→ EXERCISE DIRECTIONS
Report every line of the records below that includes the string "depth".

Collected data entries:

**********

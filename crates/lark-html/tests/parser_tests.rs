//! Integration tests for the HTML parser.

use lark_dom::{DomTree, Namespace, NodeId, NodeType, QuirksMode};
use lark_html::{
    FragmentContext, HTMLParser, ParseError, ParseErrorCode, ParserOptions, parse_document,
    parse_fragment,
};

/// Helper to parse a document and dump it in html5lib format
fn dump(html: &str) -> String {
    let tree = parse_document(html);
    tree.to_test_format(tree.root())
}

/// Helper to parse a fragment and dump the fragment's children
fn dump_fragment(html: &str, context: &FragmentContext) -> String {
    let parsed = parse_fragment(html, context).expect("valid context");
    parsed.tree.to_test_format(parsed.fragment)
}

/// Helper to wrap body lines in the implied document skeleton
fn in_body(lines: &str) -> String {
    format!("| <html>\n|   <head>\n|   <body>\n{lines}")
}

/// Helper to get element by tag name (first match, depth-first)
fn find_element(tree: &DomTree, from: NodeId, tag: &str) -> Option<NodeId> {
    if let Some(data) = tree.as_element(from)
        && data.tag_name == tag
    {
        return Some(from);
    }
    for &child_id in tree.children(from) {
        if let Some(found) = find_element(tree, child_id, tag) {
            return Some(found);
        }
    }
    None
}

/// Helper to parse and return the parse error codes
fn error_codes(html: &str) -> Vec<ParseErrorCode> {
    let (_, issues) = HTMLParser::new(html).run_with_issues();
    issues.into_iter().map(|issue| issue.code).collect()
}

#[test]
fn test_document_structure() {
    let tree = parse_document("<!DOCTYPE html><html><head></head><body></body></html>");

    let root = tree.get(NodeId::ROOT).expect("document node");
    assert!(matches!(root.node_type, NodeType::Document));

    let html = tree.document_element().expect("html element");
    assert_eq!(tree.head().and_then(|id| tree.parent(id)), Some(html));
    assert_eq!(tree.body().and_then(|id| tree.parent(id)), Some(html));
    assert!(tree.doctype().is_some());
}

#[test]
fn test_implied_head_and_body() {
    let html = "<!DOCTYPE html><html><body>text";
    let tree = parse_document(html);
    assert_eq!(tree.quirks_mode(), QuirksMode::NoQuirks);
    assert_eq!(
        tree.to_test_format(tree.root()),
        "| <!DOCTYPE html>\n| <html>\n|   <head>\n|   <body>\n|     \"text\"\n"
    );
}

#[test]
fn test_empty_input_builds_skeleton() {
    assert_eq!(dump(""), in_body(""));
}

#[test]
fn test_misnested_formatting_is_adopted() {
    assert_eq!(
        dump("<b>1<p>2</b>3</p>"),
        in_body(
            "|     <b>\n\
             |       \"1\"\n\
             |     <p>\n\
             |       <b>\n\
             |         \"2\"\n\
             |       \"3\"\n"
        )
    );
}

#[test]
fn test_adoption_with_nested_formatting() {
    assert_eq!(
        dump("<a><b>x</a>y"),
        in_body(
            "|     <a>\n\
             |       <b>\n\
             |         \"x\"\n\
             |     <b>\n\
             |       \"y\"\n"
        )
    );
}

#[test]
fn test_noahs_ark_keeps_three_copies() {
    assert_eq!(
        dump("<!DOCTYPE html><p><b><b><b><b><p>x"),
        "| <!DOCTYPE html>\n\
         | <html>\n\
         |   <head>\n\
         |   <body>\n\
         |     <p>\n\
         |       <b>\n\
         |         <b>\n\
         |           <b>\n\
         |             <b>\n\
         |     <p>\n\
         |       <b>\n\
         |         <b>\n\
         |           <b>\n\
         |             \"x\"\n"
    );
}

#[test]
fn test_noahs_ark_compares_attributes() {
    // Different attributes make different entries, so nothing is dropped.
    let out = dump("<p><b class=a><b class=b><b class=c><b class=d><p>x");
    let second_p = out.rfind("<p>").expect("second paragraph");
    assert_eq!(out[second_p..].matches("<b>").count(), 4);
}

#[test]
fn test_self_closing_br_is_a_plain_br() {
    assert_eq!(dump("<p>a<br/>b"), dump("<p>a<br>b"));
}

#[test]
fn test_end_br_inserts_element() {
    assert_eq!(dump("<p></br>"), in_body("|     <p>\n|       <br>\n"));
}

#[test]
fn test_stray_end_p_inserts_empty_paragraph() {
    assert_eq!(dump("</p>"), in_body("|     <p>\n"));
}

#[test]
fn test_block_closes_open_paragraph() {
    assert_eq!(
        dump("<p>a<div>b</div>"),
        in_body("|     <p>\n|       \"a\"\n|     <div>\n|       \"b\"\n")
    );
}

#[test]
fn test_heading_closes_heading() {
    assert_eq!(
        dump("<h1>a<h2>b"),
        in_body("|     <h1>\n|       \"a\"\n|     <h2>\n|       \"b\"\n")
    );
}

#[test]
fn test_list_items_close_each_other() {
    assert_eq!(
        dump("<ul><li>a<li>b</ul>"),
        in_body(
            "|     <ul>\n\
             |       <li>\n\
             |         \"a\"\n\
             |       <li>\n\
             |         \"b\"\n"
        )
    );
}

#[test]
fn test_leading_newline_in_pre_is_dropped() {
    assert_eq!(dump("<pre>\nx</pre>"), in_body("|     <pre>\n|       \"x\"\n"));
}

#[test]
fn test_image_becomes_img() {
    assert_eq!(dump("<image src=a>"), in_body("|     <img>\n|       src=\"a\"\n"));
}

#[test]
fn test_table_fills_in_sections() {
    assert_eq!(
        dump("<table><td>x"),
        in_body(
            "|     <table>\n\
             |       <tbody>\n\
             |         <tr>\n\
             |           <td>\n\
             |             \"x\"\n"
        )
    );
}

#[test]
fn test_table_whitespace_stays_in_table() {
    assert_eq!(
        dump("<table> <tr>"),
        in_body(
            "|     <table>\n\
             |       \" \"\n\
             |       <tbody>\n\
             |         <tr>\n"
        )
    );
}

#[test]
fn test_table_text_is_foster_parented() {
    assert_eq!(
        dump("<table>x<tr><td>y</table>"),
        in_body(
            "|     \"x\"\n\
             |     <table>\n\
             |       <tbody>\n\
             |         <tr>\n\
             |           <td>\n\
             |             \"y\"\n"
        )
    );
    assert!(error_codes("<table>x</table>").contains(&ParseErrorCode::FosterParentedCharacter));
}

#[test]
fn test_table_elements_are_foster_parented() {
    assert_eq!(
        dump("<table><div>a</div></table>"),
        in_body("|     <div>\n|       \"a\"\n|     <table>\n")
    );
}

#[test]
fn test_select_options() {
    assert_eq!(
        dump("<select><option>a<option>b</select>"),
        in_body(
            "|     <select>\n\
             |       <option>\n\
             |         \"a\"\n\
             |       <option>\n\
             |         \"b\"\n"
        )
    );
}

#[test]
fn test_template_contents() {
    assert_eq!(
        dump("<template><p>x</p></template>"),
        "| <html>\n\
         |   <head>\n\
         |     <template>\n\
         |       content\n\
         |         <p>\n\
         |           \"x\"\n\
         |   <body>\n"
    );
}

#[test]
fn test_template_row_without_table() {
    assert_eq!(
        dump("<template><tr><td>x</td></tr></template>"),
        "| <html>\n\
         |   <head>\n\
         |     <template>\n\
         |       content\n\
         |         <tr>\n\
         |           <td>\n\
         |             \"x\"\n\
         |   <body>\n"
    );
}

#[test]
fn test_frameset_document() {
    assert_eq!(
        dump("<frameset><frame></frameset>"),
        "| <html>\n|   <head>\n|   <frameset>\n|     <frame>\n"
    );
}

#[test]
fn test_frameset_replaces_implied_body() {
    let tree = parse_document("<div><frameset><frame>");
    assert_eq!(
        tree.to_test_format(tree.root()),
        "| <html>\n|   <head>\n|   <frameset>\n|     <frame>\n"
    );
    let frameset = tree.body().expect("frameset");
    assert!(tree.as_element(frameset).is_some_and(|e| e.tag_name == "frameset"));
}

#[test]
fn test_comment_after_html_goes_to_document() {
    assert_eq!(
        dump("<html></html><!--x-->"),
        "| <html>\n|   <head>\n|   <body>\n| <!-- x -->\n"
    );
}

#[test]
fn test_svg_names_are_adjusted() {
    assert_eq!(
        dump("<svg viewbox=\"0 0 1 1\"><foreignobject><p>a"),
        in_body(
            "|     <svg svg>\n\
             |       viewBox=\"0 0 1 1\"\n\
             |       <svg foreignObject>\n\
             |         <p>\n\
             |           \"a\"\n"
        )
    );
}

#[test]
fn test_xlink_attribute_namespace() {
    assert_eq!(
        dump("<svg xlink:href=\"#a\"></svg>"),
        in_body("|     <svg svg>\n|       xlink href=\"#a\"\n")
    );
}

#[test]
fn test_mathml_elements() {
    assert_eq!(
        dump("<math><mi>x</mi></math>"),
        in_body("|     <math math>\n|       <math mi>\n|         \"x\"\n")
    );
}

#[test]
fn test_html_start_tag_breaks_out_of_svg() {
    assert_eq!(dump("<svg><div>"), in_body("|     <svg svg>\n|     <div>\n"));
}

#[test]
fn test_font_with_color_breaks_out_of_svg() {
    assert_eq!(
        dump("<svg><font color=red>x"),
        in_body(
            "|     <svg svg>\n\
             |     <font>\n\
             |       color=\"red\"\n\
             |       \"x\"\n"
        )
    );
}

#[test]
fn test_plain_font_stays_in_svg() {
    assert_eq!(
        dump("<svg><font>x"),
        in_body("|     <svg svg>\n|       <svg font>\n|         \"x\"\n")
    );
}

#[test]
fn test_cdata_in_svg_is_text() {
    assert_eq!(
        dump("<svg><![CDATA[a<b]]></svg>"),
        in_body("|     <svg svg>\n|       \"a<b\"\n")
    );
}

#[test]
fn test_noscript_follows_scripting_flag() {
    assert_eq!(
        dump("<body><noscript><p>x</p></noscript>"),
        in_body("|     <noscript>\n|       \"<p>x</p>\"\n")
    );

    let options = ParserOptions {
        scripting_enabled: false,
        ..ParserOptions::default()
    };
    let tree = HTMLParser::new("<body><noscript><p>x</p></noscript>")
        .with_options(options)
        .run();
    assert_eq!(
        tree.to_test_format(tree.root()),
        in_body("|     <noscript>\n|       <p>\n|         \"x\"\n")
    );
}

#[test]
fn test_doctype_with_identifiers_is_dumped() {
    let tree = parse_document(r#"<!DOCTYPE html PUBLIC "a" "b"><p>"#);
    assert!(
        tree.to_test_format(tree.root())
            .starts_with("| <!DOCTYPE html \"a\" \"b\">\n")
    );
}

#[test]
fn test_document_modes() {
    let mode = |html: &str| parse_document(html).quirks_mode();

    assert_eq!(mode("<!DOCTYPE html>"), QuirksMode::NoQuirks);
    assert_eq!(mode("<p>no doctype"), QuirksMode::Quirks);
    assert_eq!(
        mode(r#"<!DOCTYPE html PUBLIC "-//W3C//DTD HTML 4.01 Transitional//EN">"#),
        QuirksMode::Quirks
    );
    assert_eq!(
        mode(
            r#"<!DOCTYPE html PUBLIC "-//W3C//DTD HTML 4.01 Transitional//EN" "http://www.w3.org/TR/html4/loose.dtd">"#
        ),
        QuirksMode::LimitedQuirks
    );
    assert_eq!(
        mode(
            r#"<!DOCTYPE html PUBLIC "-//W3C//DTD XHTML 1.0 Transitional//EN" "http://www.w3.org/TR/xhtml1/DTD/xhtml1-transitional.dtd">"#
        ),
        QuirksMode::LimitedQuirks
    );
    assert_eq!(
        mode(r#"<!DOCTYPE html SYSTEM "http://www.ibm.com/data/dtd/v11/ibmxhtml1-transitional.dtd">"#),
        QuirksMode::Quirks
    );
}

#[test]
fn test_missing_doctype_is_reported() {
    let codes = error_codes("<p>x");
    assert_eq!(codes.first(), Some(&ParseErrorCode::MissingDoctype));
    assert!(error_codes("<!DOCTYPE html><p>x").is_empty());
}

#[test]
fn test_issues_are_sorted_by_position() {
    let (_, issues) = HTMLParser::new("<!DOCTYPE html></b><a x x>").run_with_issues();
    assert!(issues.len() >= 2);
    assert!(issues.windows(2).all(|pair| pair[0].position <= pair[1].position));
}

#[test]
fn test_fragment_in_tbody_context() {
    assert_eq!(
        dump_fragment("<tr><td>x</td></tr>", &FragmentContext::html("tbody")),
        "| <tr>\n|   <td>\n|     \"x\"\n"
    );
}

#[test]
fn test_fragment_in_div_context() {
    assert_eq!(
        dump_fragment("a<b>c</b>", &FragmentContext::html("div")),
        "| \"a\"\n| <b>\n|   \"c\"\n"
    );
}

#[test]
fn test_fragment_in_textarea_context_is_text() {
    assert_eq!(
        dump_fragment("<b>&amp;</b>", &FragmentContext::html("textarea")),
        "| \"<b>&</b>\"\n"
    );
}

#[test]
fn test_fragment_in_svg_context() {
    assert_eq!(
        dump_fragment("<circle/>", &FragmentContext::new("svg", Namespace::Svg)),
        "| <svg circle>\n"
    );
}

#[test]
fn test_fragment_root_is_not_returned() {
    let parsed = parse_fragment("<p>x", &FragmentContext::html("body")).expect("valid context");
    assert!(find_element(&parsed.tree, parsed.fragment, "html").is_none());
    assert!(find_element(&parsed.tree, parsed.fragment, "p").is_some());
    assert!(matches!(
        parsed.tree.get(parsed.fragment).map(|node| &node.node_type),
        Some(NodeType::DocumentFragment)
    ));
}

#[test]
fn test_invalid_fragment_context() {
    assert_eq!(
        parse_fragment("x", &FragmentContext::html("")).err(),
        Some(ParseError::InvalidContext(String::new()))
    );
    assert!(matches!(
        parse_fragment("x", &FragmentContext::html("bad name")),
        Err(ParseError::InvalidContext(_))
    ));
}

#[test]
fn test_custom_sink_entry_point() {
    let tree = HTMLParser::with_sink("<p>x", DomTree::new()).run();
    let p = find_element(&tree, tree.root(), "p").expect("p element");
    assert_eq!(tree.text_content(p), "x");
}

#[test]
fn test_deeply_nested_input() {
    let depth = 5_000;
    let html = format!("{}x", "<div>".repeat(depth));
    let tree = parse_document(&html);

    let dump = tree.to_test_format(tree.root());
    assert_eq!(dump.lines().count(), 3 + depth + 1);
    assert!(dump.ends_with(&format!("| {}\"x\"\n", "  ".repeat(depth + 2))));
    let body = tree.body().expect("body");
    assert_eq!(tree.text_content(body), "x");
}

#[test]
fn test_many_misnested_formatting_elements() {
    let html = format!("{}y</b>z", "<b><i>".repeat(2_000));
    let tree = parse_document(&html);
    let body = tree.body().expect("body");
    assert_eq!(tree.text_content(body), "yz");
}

**********

→ RESULT FOR THIS TASK
/// Helper to get element by tag name (first match, depth-first)
    let depth = 5_000;
    let html = format!("{}x", "<div>".repeat(depth));
    assert_eq!(dump.lines().count(), 3 + depth + 1);
    assert!(dump.ends_with(&format!("| {}\"x\"\n", "  ".repeat(depth + 2))));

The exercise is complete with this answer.